**** THE INPUT ****

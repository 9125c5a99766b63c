use clap::Parser;
use foody_checks::app::session::persist_report;
use foody_checks::core::sequence::Outcome;
use foody_checks::utils::logger;
use foody_checks::{run_suite, CliConfig, SuiteReport};

fn print_report(report: &SuiteReport) {
    for result in &report.results {
        let marker = match result.outcome {
            Outcome::Passed => "✅",
            Outcome::Failed => "❌",
            Outcome::Skipped => "⏭️",
        };
        match &result.message {
            Some(message) => println!(
                "{} [{}] {} ({} ms): {}",
                marker, result.order, result.name, result.duration_ms, message
            ),
            None => println!(
                "{} [{}] {} ({} ms)",
                marker, result.order, result.name, result.duration_ms
            ),
        }
    }

    if let Some(cleanup) = &report.cleanup {
        if cleanup.deleted {
            println!("🧹 Removed leftover food {}", cleanup.food_id);
        } else {
            println!("🧹 Could not remove leftover food {}", cleanup.food_id);
        }
    }

    let summary = &report.summary;
    println!(
        "📊 {} checks: {} passed, {} failed, {} skipped in {} ms",
        summary.total, summary.passed, summary.failed, summary.skipped, summary.total_duration_ms
    );
}

#[tokio::main]
async fn main() -> anyhow::Result<()> {
    let cli = CliConfig::parse();

    if cli.json_logs {
        logger::init_json_logger(cli.verbose);
    } else {
        logger::init_cli_logger(cli.verbose);
    }

    let settings = match cli.resolve() {
        Ok(settings) => settings,
        Err(e) => {
            tracing::error!("❌ Configuration validation failed: {}", e);
            eprintln!("❌ {}", e.user_friendly_message());
            eprintln!("💡 {}", e.recovery_suggestion());
            std::process::exit(e.exit_code());
        }
    };

    match run_suite(&settings).await {
        Ok(report) => {
            print_report(&report);
            if let Some(path) = &settings.run.report_path {
                if !persist_report(&report, path) {
                    eprintln!("⚠️ Report could not be written to {}", path);
                }
            }
            if !report.is_success() {
                std::process::exit(1);
            }
        }
        Err(e) => {
            tracing::error!(
                "❌ Run aborted: {} (Category: {:?}, Severity: {:?})",
                e,
                e.category(),
                e.severity()
            );
            eprintln!("❌ {}", e.user_friendly_message());
            eprintln!("💡 {}", e.recovery_suggestion());

            let exit_code = e.exit_code();
            if exit_code > 0 {
                std::process::exit(exit_code);
            }
        }
    }

    Ok(())
}
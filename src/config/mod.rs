#[cfg(feature = "cli")]
pub mod cli;
pub mod toml_config;

use crate::domain::model::Credentials;
use crate::domain::ports::ConfigProvider;
use crate::utils::error::Result;
use crate::utils::validation::{
    validate_non_empty_string, validate_range, validate_required_field, validate_url, Validate,
};
use std::time::Duration;

pub const DEFAULT_BASE_URL: &str =
    "http://softuni-qa-loadbalancer-2137572849.eu-north-1.elb.amazonaws.com:86";
pub const DEFAULT_TIMEOUT_SECONDS: u64 = 30;
pub const MAX_TIMEOUT_SECONDS: u64 = 300;

pub const ENV_BASE_URL: &str = "FOODY_BASE_URL";
pub const ENV_USERNAME: &str = "FOODY_USERNAME";
pub const ENV_PASSWORD: &str = "FOODY_PASSWORD";

/// 各項檢查使用的測試資料
#[derive(Debug, Clone, PartialEq, Eq)]
pub struct Fixtures {
    pub food_name: String,
    pub food_description: String,
    pub food_url: String,
    pub updated_food_name: String,
    pub missing_food_id: String,
    pub missing_food_name: String,
}

impl Default for Fixtures {
    fn default() -> Self {
        Self {
            food_name: "New Food".to_string(),
            food_description: "Test Description".to_string(),
            food_url: String::new(),
            updated_food_name: "Updated Food Name".to_string(),
            missing_food_id: "123".to_string(),
            missing_food_name: "New Food Title".to_string(),
        }
    }
}

#[derive(Debug, Clone, PartialEq, Eq)]
pub struct RunOptions {
    pub fail_fast: bool,
    pub cleanup: bool,
    pub report_path: Option<String>,
}

impl Default for RunOptions {
    fn default() -> Self {
        Self {
            fail_fast: false,
            cleanup: true,
            report_path: None,
        }
    }
}

/// 解析完成的設定
#[derive(Debug, Clone)]
pub struct SuiteSettings {
    pub base_url: String,
    pub credentials: Credentials,
    pub timeout_seconds: u64,
    pub fixtures: Fixtures,
    pub run: RunOptions,
}

impl SuiteSettings {
    pub fn builder() -> SettingsBuilder {
        SettingsBuilder::default()
    }
}

impl ConfigProvider for SuiteSettings {
    fn base_url(&self) -> &str {
        &self.base_url
    }

    fn credentials(&self) -> &Credentials {
        &self.credentials
    }

    fn request_timeout(&self) -> Duration {
        Duration::from_secs(self.timeout_seconds)
    }
}

impl Validate for SuiteSettings {
    fn validate(&self) -> Result<()> {
        validate_url("target.base_url", &self.base_url)?;
        validate_non_empty_string("credentials.username", &self.credentials.username)?;
        validate_non_empty_string("credentials.password", &self.credentials.password)?;
        validate_range(
            "target.timeout_seconds",
            self.timeout_seconds,
            1,
            MAX_TIMEOUT_SECONDS,
        )?;
        validate_non_empty_string("fixtures.missing_food_id", &self.fixtures.missing_food_id)?;
        Ok(())
    }
}

/// 逐層套用設定來源：預設值、TOML、環境變數、命令列，後者覆蓋前者
#[derive(Debug, Clone, Default)]
pub struct SettingsBuilder {
    pub base_url: Option<String>,
    pub username: Option<String>,
    pub password: Option<String>,
    pub timeout_seconds: Option<u64>,
    pub fixtures: Fixtures,
    pub run: RunOptions,
}

impl SettingsBuilder {
    pub fn base_url(mut self, base_url: impl Into<String>) -> Self {
        self.base_url = Some(base_url.into());
        self
    }

    pub fn credentials(mut self, username: impl Into<String>, password: impl Into<String>) -> Self {
        self.username = Some(username.into());
        self.password = Some(password.into());
        self
    }

    pub fn timeout_seconds(mut self, timeout_seconds: u64) -> Self {
        self.timeout_seconds = Some(timeout_seconds);
        self
    }

    pub fn fail_fast(mut self, fail_fast: bool) -> Self {
        self.run.fail_fast = fail_fast;
        self
    }

    pub fn cleanup(mut self, cleanup: bool) -> Self {
        self.run.cleanup = cleanup;
        self
    }

    /// 讀取 FOODY_BASE_URL / FOODY_USERNAME / FOODY_PASSWORD
    pub fn with_env(self) -> Self {
        self.with_env_from(|key| std::env::var(key).ok())
    }

    /// 以指定的查詢函式套用環境變數層，空白值視為未設定
    pub fn with_env_from<F>(mut self, lookup: F) -> Self
    where
        F: Fn(&str) -> Option<String>,
    {
        let lookup = |key: &str| lookup(key).filter(|value| !value.trim().is_empty());
        if let Some(value) = lookup(ENV_BASE_URL) {
            self.base_url = Some(value);
        }
        if let Some(value) = lookup(ENV_USERNAME) {
            self.username = Some(value);
        }
        if let Some(value) = lookup(ENV_PASSWORD) {
            self.password = Some(value);
        }
        self
    }

    pub fn build(self) -> Result<SuiteSettings> {
        let username = validate_required_field("credentials.username", &self.username)?;
        let password = validate_required_field("credentials.password", &self.password)?;

        let settings = SuiteSettings {
            base_url: self
                .base_url
                .clone()
                .unwrap_or_else(|| DEFAULT_BASE_URL.to_string()),
            credentials: Credentials {
                username: username.clone(),
                password: password.clone(),
            },
            timeout_seconds: self.timeout_seconds.unwrap_or(DEFAULT_TIMEOUT_SECONDS),
            fixtures: self.fixtures,
            run: self.run,
        };
        settings.validate()?;
        Ok(settings)
    }
}

#[cfg(test)]
mod tests {
    use super::*;
    use crate::utils::error::FoodyError;

    #[test]
    fn test_builder_defaults() {
        let settings = SuiteSettings::builder()
            .credentials("alice", "secret")
            .build()
            .unwrap();

        assert_eq!(settings.base_url, DEFAULT_BASE_URL);
        assert_eq!(settings.request_timeout(), Duration::from_secs(30));
        assert_eq!(settings.fixtures.missing_food_id, "123");
        assert!(settings.run.cleanup);
        assert!(!settings.run.fail_fast);
    }

    #[test]
    fn test_builder_requires_credentials() {
        let err = SuiteSettings::builder().build().unwrap_err();
        assert!(matches!(err, FoodyError::MissingConfigError { field } if field == "credentials.username"));

        let err = SuiteSettings::builder()
            .credentials("alice", " ")
            .build()
            .unwrap_err();
        assert!(matches!(err, FoodyError::InvalidConfigValueError { .. }));
    }

    #[test]
    fn test_env_layer_ignores_blank_values() {
        let settings = SuiteSettings::builder()
            .base_url("http://from-file:86")
            .credentials("file-user", "file-pass")
            .with_env_from(|key| match key {
                ENV_BASE_URL => Some(String::new()),
                ENV_USERNAME => Some("  ".to_string()),
                ENV_PASSWORD => Some("env-pass".to_string()),
                _ => None,
            })
            .build()
            .unwrap();

        assert_eq!(settings.base_url, "http://from-file:86");
        assert_eq!(settings.credentials.username, "file-user");
        assert_eq!(settings.credentials.password, "env-pass");
    }

    #[test]
    fn test_builder_rejects_bad_values() {
        assert!(SuiteSettings::builder()
            .base_url("localhost:86")
            .credentials("alice", "secret")
            .build()
            .is_err());

        assert!(SuiteSettings::builder()
            .credentials("alice", "secret")
            .timeout_seconds(0)
            .build()
            .is_err());
    }
}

****

_HOW TO COMPLETE THIS TASK_
Show all lines in the records above that hold "const".

_RESPONSE_
pub const DEFAULT_BASE_URL: &str =
pub const DEFAULT_TIMEOUT_SECONDS: u64 = 30;
pub const MAX_TIMEOUT_SECONDS: u64 = 300;
pub const ENV_BASE_URL: &str = "FOODY_BASE_URL";
pub const ENV_USERNAME: &str = "FOODY_USERNAME";
pub const ENV_PASSWORD: &str = "FOODY_PASSWORD";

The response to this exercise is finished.